I’m not saying everyone in there are hopeless, and probably they have dreams and hopes for the future, just like everyone else. Maybe they even have stronger dreams, bigger ambitions and more will to get there than the ones that get it all served on silver plates. Yet I couldn’t help but pity the people there, and it really hurt inside me when I saw children walking alone in such a dangerous area, because let’s be realistic. These areas usually contain more crime than elsewhere. When we arrived the Philippines we didn’t really see much of them. We were so excited after travelling for 48 hours, and it was dark outside, so we couldn’t really see anything out the windows.

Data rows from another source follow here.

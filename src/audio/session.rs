//! Analysis session running on a dedicated thread

use super::beat::BeatEvent;
use super::config::ConfigError;
use super::pipeline::AnalysisPipeline;
use super::presets::StylePreset;
use super::spectrum::Frame;
use super::AnalysisConfig;
use crate::state::AnalysisSnapshot;
use parking_lot::Mutex;
use std::sync::mpsc;
use std::sync::Arc;
use std::thread::{self, JoinHandle};
use std::time::Instant;
use thiserror::Error;
use tokio::sync::broadcast;

/// Buffered beat events per subscriber before the slowest one lags
const BEAT_CHANNEL_CAPACITY: usize = 64;

/// Session errors
#[derive(Error, Debug)]
pub enum SessionError {
    #[error("Invalid analysis config: {0}")]
    Config(#[from] ConfigError),

    #[error("Thread error: {0}")]
    ThreadError(String),

    #[error("Analysis session has stopped")]
    Stopped,
}

/// Messages sent to the analysis thread, applied in arrival order
enum SessionMessage {
    Frame(Frame),
    SetBeatDetection(bool),
    ApplyPreset(Box<StylePreset>),
    Stop,
}

/// Producer side of the frame queue, handed to the capture layer
#[derive(Clone)]
pub struct FrameSender {
    tx: mpsc::SyncSender<SessionMessage>,
    started: Instant,
}

impl FrameSender {
    /// Queue a frame, blocking while the queue is full
    pub fn send(&self, frame: Frame) -> Result<(), SessionError> {
        self.tx
            .send(SessionMessage::Frame(frame))
            .map_err(|_| SessionError::Stopped)
    }

    /// Queue a frame without blocking; a full queue drops it.
    ///
    /// Returns `Ok(false)` when the frame was dropped.
    pub fn try_send(&self, frame: Frame) -> Result<bool, SessionError> {
        match self.tx.try_send(SessionMessage::Frame(frame)) {
            Ok(()) => Ok(true),
            Err(mpsc::TrySendError::Full(_)) => {
                log::trace!("Frame queue full, dropping frame");
                Ok(false)
            }
            Err(mpsc::TrySendError::Disconnected(_)) => Err(SessionError::Stopped),
        }
    }

    /// Queue raw capture bytes, stamped with the time since session start
    pub fn push_capture(&self, bytes: &[u8], sample_rate: u32) -> Result<bool, SessionError> {
        let now = self.started.elapsed().as_millis() as u64;
        self.try_send(Frame::from_bytes(bytes, sample_rate, now))
    }
}

/// Handle to a running analysis session (Send + Sync)
///
/// The analysis thread owns the pipeline. Readers see the latest published
/// snapshot and may subscribe to the beat event stream.
pub struct AnalysisHandle {
    sender: FrameSender,

    /// Handle to the analysis thread
    thread_handle: Option<JoinHandle<()>>,

    /// Latest published snapshot; swapped whole on every frame
    latest: Arc<Mutex<Arc<AnalysisSnapshot>>>,

    beats: broadcast::Sender<BeatEvent>,
}

impl AnalysisHandle {
    /// Validate the config and start the analysis thread
    pub fn spawn(config: AnalysisConfig) -> Result<Self, SessionError> {
        let pipeline = AnalysisPipeline::new(&config)?;

        let (tx, rx) = mpsc::sync_channel(config.frame_queue);
        let latest = Arc::new(Mutex::new(Arc::new(AnalysisSnapshot::empty(
            config.bands.band_count,
        ))));
        let (beats, _) = broadcast::channel(BEAT_CHANNEL_CAPACITY);

        let latest_clone = latest.clone();
        let beats_clone = beats.clone();
        let thread_handle = thread::Builder::new()
            .name("audio-analysis".to_string())
            .spawn(move || run_analysis_thread(pipeline, rx, latest_clone, beats_clone))
            .map_err(|e| SessionError::ThreadError(e.to_string()))?;

        log::info!(
            "Analysis session started: {} bands, queue of {}",
            config.bands.band_count,
            config.frame_queue
        );

        Ok(Self {
            sender: FrameSender {
                tx,
                started: Instant::now(),
            },
            thread_handle: Some(thread_handle),
            latest,
            beats,
        })
    }

    /// A producer handle for the capture layer
    pub fn frame_sender(&self) -> FrameSender {
        self.sender.clone()
    }

    /// Queue a frame, blocking while the queue is full
    pub fn send_frame(&self, frame: Frame) -> Result<(), SessionError> {
        self.sender.send(frame)
    }

    /// Latest published snapshot
    pub fn snapshot(&self) -> Arc<AnalysisSnapshot> {
        self.latest.lock().clone()
    }

    /// Subscribe to beat events published from now on
    pub fn subscribe_beats(&self) -> broadcast::Receiver<BeatEvent> {
        self.beats.subscribe()
    }

    /// Enable or disable beat detection, applied between two frames
    pub fn set_beat_detection(&self, enabled: bool) -> Result<(), SessionError> {
        self.control(SessionMessage::SetBeatDetection(enabled))
    }

    /// Switch visualization style on the running session
    pub fn apply_preset(&self, preset: StylePreset) -> Result<(), SessionError> {
        self.control(SessionMessage::ApplyPreset(Box::new(preset)))
    }

    /// Stop the session after already-queued frames are processed
    pub fn stop(&mut self) {
        let Some(handle) = self.thread_handle.take() else {
            return;
        };
        let _ = self.sender.tx.send(SessionMessage::Stop);
        if handle.join().is_err() {
            log::error!("Analysis thread panicked");
        }
    }

    fn control(&self, message: SessionMessage) -> Result<(), SessionError> {
        if self.thread_handle.is_none() {
            return Err(SessionError::Stopped);
        }
        self.sender
            .tx
            .send(message)
            .map_err(|_| SessionError::Stopped)
    }
}

impl Drop for AnalysisHandle {
    fn drop(&mut self) {
        self.stop();
    }
}

/// Run the analysis loop until stopped or every sender is gone
fn run_analysis_thread(
    mut pipeline: AnalysisPipeline,
    rx: mpsc::Receiver<SessionMessage>,
    latest: Arc<Mutex<Arc<AnalysisSnapshot>>>,
    beats: broadcast::Sender<BeatEvent>,
) {
    while let Ok(message) = rx.recv() {
        match message {
            SessionMessage::Frame(frame) => {
                let Some(output) = pipeline.process(&frame) else {
                    continue;
                };
                if let Some(beat) = output.beat {
                    // No subscribers is fine
                    let _ = beats.send(beat);
                }
                // Build the snapshot before taking the lock
                let snapshot = Arc::new(output.snapshot);
                *latest.lock() = snapshot;
            }
            SessionMessage::SetBeatDetection(enabled) => {
                pipeline.set_beat_detection(enabled);
            }
            SessionMessage::ApplyPreset(preset) => {
                if let Err(e) = pipeline.apply_preset(&preset) {
                    log::warn!("Rejected preset '{}': {}", preset.name, e);
                }
            }
            SessionMessage::Stop => {
                log::info!("Analysis session stopping");
                return;
            }
        }
    }
    log::info!("Analysis frame channel disconnected");
}

#[cfg(test)]
mod tests {
    use super::*;
    use crate::audio::{get_preset, BeatPhase};

    /// Energy sequence as frames: each pair carries (e, 0) so every bin's
    /// magnitude equals `e`
    fn energy_frame(energy: i8, timestamp_ms: u64) -> Frame {
        let mut data = vec![0i8; 64];
        for pair in data.chunks_mut(2).skip(1) {
            pair[0] = energy;
        }
        Frame::new(data, 8_000, timestamp_ms)
    }

    fn spawn() -> AnalysisHandle {
        AnalysisHandle::spawn(AnalysisConfig {
            frame_queue: 32,
            ..Default::default()
        })
        .unwrap()
    }

    #[test]
    fn spawn_rejects_invalid_config() {
        let mut config = AnalysisConfig::default();
        config.bands.band_count = 0;
        assert!(matches!(
            AnalysisHandle::spawn(config),
            Err(SessionError::Config(ConfigError::ZeroBands))
        ));
    }

    #[test]
    fn initial_snapshot_is_empty() {
        let handle = spawn();
        let snapshot = handle.snapshot();
        assert_eq!(snapshot.seq, 0);
        assert_eq!(snapshot.amplitudes.len(), 32);
    }

    #[test]
    fn frames_publish_snapshots_and_beats() {
        let mut handle = spawn();
        let mut beats = handle.subscribe_beats();

        for (i, e) in [1, 1, 1, 1, 10, 1, 1, 1, 1, 10].into_iter().enumerate() {
            handle.send_frame(energy_frame(e, i as u64 * 100)).unwrap();
        }
        handle.stop();

        let snapshot = handle.snapshot();
        assert_eq!(snapshot.seq, 10);
        assert_eq!(snapshot.timestamp_ms, 900);
        assert_eq!(snapshot.last_beat.map(|b| b.timestamp_ms), Some(900));

        let first = beats.try_recv().unwrap();
        let second = beats.try_recv().unwrap();
        assert_eq!((first.timestamp_ms, second.timestamp_ms), (400, 900));
        assert!(beats.try_recv().is_err());
    }

    #[test]
    fn empty_frames_publish_nothing() {
        let mut handle = spawn();
        handle.send_frame(Frame::new(Vec::new(), 8_000, 0)).unwrap();
        handle.stop();
        assert_eq!(handle.snapshot().seq, 0);
    }

    #[test]
    fn toggle_is_ordered_with_frames() {
        let mut handle = spawn();
        handle.send_frame(energy_frame(3, 0)).unwrap();
        handle.set_beat_detection(false).unwrap();
        handle.send_frame(energy_frame(5, 100)).unwrap();
        handle.stop();

        let snapshot = handle.snapshot();
        assert_eq!(snapshot.phase, BeatPhase::Disabled);
        assert_eq!(snapshot.detection.intensity, 0.0);
        assert_eq!(snapshot.detection.current_energy, 5.0);
    }

    #[test]
    fn preset_changes_band_count() {
        let mut handle = spawn();
        handle.apply_preset(get_preset("bass").unwrap()).unwrap();
        handle.send_frame(energy_frame(20, 0)).unwrap();
        handle.stop();
        assert_eq!(handle.snapshot().amplitudes.len(), 8);
    }

    #[test]
    fn stopped_session_refuses_work() {
        let mut handle = spawn();
        let sender = handle.frame_sender();
        handle.stop();

        assert!(matches!(handle.set_beat_detection(true), Err(SessionError::Stopped)));
        assert!(matches!(sender.send(energy_frame(1, 0)), Err(SessionError::Stopped)));
        // Stopping twice is harmless
        handle.stop();
    }

    #[test]
    fn try_send_reports_full_queue() {
        // No thread drains this queue
        let (tx, rx) = mpsc::sync_channel(1);
        let sender = FrameSender {
            tx,
            started: Instant::now(),
        };

        assert!(sender.try_send(energy_frame(4, 0)).unwrap());
        assert!(!sender.try_send(energy_frame(4, 10)).unwrap());

        // The queued frame is the first one; the dropped one never arrives
        match rx.try_recv() {
            Ok(SessionMessage::Frame(frame)) => assert_eq!(frame.timestamp_ms(), 0),
            _ => panic!("expected the first frame"),
        }
        assert!(rx.try_recv().is_err());

        drop(rx);
        assert!(matches!(
            sender.try_send(energy_frame(4, 20)),
            Err(SessionError::Stopped)
        ));
    }

    #[test]
    fn flooding_a_live_session_never_errors() {
        let handle = AnalysisHandle::spawn(AnalysisConfig {
            frame_queue: 1,
            ..Default::default()
        })
        .unwrap();
        let sender = handle.frame_sender();

        let accepted = (0..200)
            .map(|i| sender.try_send(energy_frame(4, i * 10)).unwrap())
            .filter(|&ok| ok)
            .count();
        assert!(accepted >= 1);
    }

    #[test]
    fn push_capture_accepts_raw_bytes() {
        let mut handle = spawn();
        let sender = handle.frame_sender();
        let mut bytes = vec![0u8; 64];
        bytes[2] = 0xF6; // -10
        assert!(sender.push_capture(&bytes, 8_000).unwrap());
        handle.stop();

        let snapshot = handle.snapshot();
        assert_eq!(snapshot.seq, 1);
        assert!(snapshot.detection.current_energy > 0.0);
    }

    #[tokio::test]
    async fn beats_can_be_awaited() {
        let handle = spawn();
        let mut beats = handle.subscribe_beats();
        let sender = handle.frame_sender();

        tokio::task::spawn_blocking(move || {
            for (i, e) in [1, 1, 1, 1, 12].into_iter().enumerate() {
                sender.send(energy_frame(e, i as u64 * 100)).unwrap();
            }
        })
        .await
        .unwrap();

        let beat = tokio::time::timeout(std::time::Duration::from_secs(5), beats.recv())
            .await
            .expect("beat within timeout")
            .unwrap();
        assert_eq!(beat.timestamp_ms, 400);
        assert!(beat.dominant_frequency_hz.is_some());
    }
}
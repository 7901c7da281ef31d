//! Capture frames and magnitude extraction

use serde::{Deserialize, Serialize};

/// One frequency-domain capture, as delivered by the capture layer.
///
/// `data` holds interleaved signed 8-bit (real, imaginary) pairs. Pair 0 is
/// the DC component. The frame is immutable once built.
#[derive(Debug, Clone, PartialEq, Serialize, Deserialize)]
pub struct Frame {
    data: Vec<i8>,
    sample_rate: u32,
    timestamp_ms: u64,
}

impl Frame {
    /// Build a frame. `sample_rate` is in Hz (0 when unknown).
    pub fn new(data: Vec<i8>, sample_rate: u32, timestamp_ms: u64) -> Self {
        Self {
            data,
            sample_rate,
            timestamp_ms,
        }
    }

    /// Build a frame from raw capture bytes (two's complement).
    pub fn from_bytes(bytes: &[u8], sample_rate: u32, timestamp_ms: u64) -> Self {
        Self::new(
            bytes.iter().map(|&b| b as i8).collect(),
            sample_rate,
            timestamp_ms,
        )
    }

    pub fn data(&self) -> &[i8] {
        &self.data
    }

    pub fn sample_rate(&self) -> u32 {
        self.sample_rate
    }

    pub fn timestamp_ms(&self) -> u64 {
        self.timestamp_ms
    }

    pub fn len(&self) -> usize {
        self.data.len()
    }

    pub fn is_empty(&self) -> bool {
        self.data.is_empty()
    }
}

/// Non-negative magnitudes, one per retained bin.
///
/// Index `k` corresponds to FFT bin `k + 1`, so its centre frequency is
/// `(k + 1) * bin_hz`.
#[derive(Debug, Clone, Default, PartialEq)]
pub struct MagnitudeSpectrum {
    magnitudes: Vec<f32>,
    bin_hz: f32,
}

impl MagnitudeSpectrum {
    pub fn new(magnitudes: Vec<f32>, bin_hz: f32) -> Self {
        Self { magnitudes, bin_hz }
    }

    pub fn magnitudes(&self) -> &[f32] {
        &self.magnitudes
    }

    /// Frequency resolution in Hz, 0 when the sample rate is unknown.
    pub fn bin_hz(&self) -> f32 {
        self.bin_hz
    }

    pub fn len(&self) -> usize {
        self.magnitudes.len()
    }

    pub fn is_empty(&self) -> bool {
        self.magnitudes.is_empty()
    }

    /// Centre frequency of spectrum index `k`.
    pub fn frequency_of(&self, k: usize) -> f32 {
        (k + 1) as f32 * self.bin_hz
    }

    /// Mean magnitude over the lower half of the spectrum (at least one bin).
    ///
    /// This is the per-frame energy fed to beat detection.
    pub fn energy(&self) -> f32 {
        if self.magnitudes.is_empty() {
            return 0.0;
        }
        let usable = (self.magnitudes.len() / 2).max(1);
        self.magnitudes[..usable].iter().sum::<f32>() / usable as f32
    }

    /// Centre frequency of the strongest bin, if the sample rate is known
    /// and the spectrum holds any energy.
    pub fn dominant_frequency(&self) -> Option<f32> {
        if self.bin_hz <= 0.0 {
            return None;
        }
        let (idx, &peak) = self
            .magnitudes
            .iter()
            .enumerate()
            .max_by(|a, b| a.1.partial_cmp(b.1).unwrap_or(std::cmp::Ordering::Equal))?;
        (peak > 0.0).then(|| self.frequency_of(idx))
    }
}

/// Converts raw frames to magnitude spectra.
#[derive(Debug, Clone, Copy, Default)]
pub struct SpectrumExtractor;

impl SpectrumExtractor {
    /// Smallest frame that can carry a non-DC pair.
    pub const MIN_FRAME_LEN: usize = 4;

    /// Extract magnitudes from the first half of the frame's pairs, skipping
    /// DC. Output length is `(len / 2 - 1) / 2`; frames shorter than
    /// [`Self::MIN_FRAME_LEN`] give an empty spectrum.
    pub fn extract(&self, frame: &Frame) -> MagnitudeSpectrum {
        let data = frame.data();
        if data.len() < Self::MIN_FRAME_LEN {
            return MagnitudeSpectrum::default();
        }

        let half = data.len() / 2;
        let magnitudes: Vec<f32> = (2..half)
            .step_by(2)
            .map(|i| {
                let re = data[i] as f32;
                let im = data[i + 1] as f32;
                (re * re + im * im).sqrt()
            })
            .collect();

        let bin_hz = if frame.sample_rate() > 0 {
            frame.sample_rate() as f32 / data.len() as f32
        } else {
            0.0
        };

        MagnitudeSpectrum::new(magnitudes, bin_hz)
    }
}
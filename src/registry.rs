//! Explicit scheme → factory registry for service construction.
//!
//! The registry is built by whoever constructs the router and passed
//! in, keeping the router free of hidden global state and trivially
//! testable with mock factories.

use std::collections::HashMap;

use crate::error::TannoyError;
use crate::service::Service;
use crate::services::LogService;

/// Produces a fresh, uninitialized service instance.
pub type ServiceFactory = Box<dyn Fn() -> Box<dyn Service> + Send + Sync>;

#[derive(Default)]
pub struct ServiceRegistry {
    factories: HashMap<String, ServiceFactory>,
}

impl ServiceRegistry {
    /// An empty registry. Register factories before handing it to a
    /// router.
    #[must_use]
    pub fn new() -> Self {
        Self::default()
    }

    /// A registry pre-populated with the built-in reference services
    /// (currently just `log`).
    #[must_use]
    pub fn with_builtin() -> Self {
        let mut registry = Self::new();
        registry.register("log", || Box::new(LogService::new()));
        registry
    }

    /// Register a factory for a canonical scheme. Re-registering a
    /// scheme replaces the previous factory.
    pub fn register<F>(&mut self, scheme: impl Into<String>, factory: F)
    where
        F: Fn() -> Box<dyn Service> + Send + Sync + 'static,
    {
        self.factories.insert(scheme.into(), Box::new(factory));
    }

    /// Instantiate an uninitialized service for the scheme.
    pub fn create(&self, scheme: &str) -> Result<Box<dyn Service>, TannoyError> {
        self.factories
            .get(scheme)
            .map(|factory| factory())
            .ok_or_else(|| TannoyError::UnknownService {
                scheme: scheme.to_string(),
            })
    }

    #[must_use]
    pub fn contains(&self, scheme: &str) -> bool {
        self.factories.contains_key(scheme)
    }

    /// Registered schemes, sorted for stable output.
    #[must_use]
    pub fn schemes(&self) -> Vec<&str> {
        let mut schemes: Vec<&str> = self.factories.keys().map(String::as_str).collect();
        schemes.sort_unstable();
        schemes
    }
}

impl std::fmt::Debug for ServiceRegistry {
    fn fmt(&self, f: &mut std::fmt::Formatter<'_>) -> std::fmt::Result {
        f.debug_struct("ServiceRegistry")
            .field("schemes", &self.schemes())
            .finish()
    }
}

#[cfg(test)]
mod tests {
    use super::*;

    #[test]
    fn unknown_scheme_is_an_error() {
        let registry = ServiceRegistry::new();
        let err = registry.create("nope").unwrap_err();
        assert!(matches!(err, TannoyError::UnknownService { scheme } if scheme == "nope"));
    }

    #[test]
    fn builtin_registry_creates_log_service() {
        let registry = ServiceRegistry::with_builtin();
        assert!(registry.contains("log"));
        let service = registry.create("log").unwrap();
        assert_eq!(service.id(), "log");
    }

    #[test]
    fn service_handles_are_debug_formattable() {
        let registry = ServiceRegistry::with_builtin();
        let service = registry.create("log").unwrap();
        assert!(format!("{service:?}").contains("LogService"));
    }

    #[test]
    fn schemes_are_sorted() {
        let mut registry = ServiceRegistry::new();
        registry.register("zulip", || Box::new(LogService::new()));
        registry.register("discord", || Box::new(LogService::new()));
        registry.register("mail", || Box::new(LogService::new()));
        assert_eq!(registry.schemes(), vec!["discord", "mail", "zulip"]);
    }
}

When we left however, we had got to know people that were happy yet a lot less fortunate than us. We had seen the faces of the people living in similar conditions and got to know their stories. Apart from that, it was daylight so we could see further than two meters out of the carwindow.

When we were going from Marinduque to Boracay we had to spend one night in Manila, and the view from our window was so full of contrast it was almost funny. We were inside a secured area, and our adress was 12th floor, which is high when five floors are considered a lot at home. I’ll just show you a picture of our view and you can see for yourselves. Keep in mind that we had an apartment with three bathrooms, a flat screen TV, two bedrooms and Β fancy furniture.

So in the end of this really long post I want to bring out the moral of the story, or the message: These people have a lot less than we (or at least I) have, yet we are the ones complaining! The logic is just… completely absent. If these people are happy with a lot less than us, then we should try to be happy with all the stuff that we have, and appreciate our lives. Those people have a lot less money, things, smaller houses, some have dangerous conditions and neighbourhoods. I’m not saying it to make fun of them, or point fingers at how rich we are, but to point a finger at how spoiled we are. So it is extremely important not to take it for granted!

I hope you reading this now, wherever you are, take it in and start appreciating more and craving less.